Getting your Trinity Audio player ready...
|
The 11th Circuit Court of Appeals on Thursday decided the state’s law banning gender-affirming for minors can remain in effect as the trial proceeds.
Federal District Judge Liles C. Burke initially enjoined the law from remaining in effect, finding the likelihood that plaintiffs could suffer damage if the medical treatments are withheld.
“The physical and psychological safety of our children can now be better protected from these untested and life-altering chemical and surgical procedures through the implementation of the Alabama Vulnerable Child Compassion and Protection Act,” Attorney General Steve Marshall said in a statement Thursday. “This is a significant victory for our country, for children, and for common sense.”

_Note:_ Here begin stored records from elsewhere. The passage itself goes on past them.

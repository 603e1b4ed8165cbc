use super::comma_list;
use crate::error::ParseError;
use crate::parser::address::parse_address;
use crate::parser::lexer::Lexer;
use crate::types::header::{ContactValue, HeaderValue};

pub fn parse_from(lx: &mut Lexer<'_>) -> Result<HeaderValue, ParseError> {
    parse_address(lx).map(HeaderValue::Address)
}

pub fn parse_to(lx: &mut Lexer<'_>) -> Result<HeaderValue, ParseError> {
    parse_address(lx).map(HeaderValue::Address)
}

pub fn parse_refer_to(lx: &mut Lexer<'_>) -> Result<HeaderValue, ParseError> {
    parse_address(lx).map(HeaderValue::Address)
}

pub fn parse_route(lx: &mut Lexer<'_>) -> Result<HeaderValue, ParseError> {
    comma_list(lx, parse_address).map(HeaderValue::AddressList)
}

pub fn parse_record_route(lx: &mut Lexer<'_>) -> Result<HeaderValue, ParseError> {
    comma_list(lx, parse_address).map(HeaderValue::AddressList)
}

/// `Contact: ( STAR / (contact-param *(COMMA contact-param)) )`
pub fn parse_contact(lx: &mut Lexer<'_>) -> Result<HeaderValue, ParseError> {
    lx.skip_ws();
    if lx.accept_char(b'*') {
        return Ok(HeaderValue::Contact(ContactValue::Wildcard));
    }
    comma_list(lx, parse_address).map(|addrs| HeaderValue::Contact(ContactValue::Addresses(addrs)))
}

Although the law does make it unlawful to provide gender-transitioning surgeries on minors, experts have testified that no such procedures take place in the state and no evidence has been brought forward of that happening.
Instead the bulk of the lawsuit has focused on puberty blockers and cross-sex hormones. Marshall also referred to the bill preventing the “sterilization” of minors—cross-sex hormones would have that effect, but experts testified that puberty blockers are usually reversible.
“Alabama’s transgender healthcare ban will harm thousands of transgender adolescents across the state and will put parents in the excruciating position of not being able to get the medical care their children need to thrive,” said lawyers representing parents of transgender adolescents who are challenging the ban. “The district court issued its preliminary order blocking the ban after hearing days of testimony from parents, doctors, and medical experts about the devastating impact of this ban and the lack of any medical justification for it. Today’s ruling will hurt parents and children in the state. We will continue to challenge this unlawful ban and to support parents and their kids in pushing back against the dangerous reality of being denied access to necessary, best practice medical care.”
On August 21, a three-judge panel of the 11th Circuit reversed the district court’s May, 2022 decision preventing the ban from taking effect. In a request for rehearing filed in September 2023, the plaintiffs argued the full court should review the panel decision because it conflicts with Supreme Court and 11th Circuit precedent dictating that all laws discriminating based on sex should be subjected to heightened scrutiny under the Equal Protection Clause, and because the ban violates parents’ longstanding right to make medical decisions for their children, rather than cede that power to the state.
That request for rehearing en banc is still pending. A full trial on the constitutionality of the ban is planned to take place in federal district court in August 2024.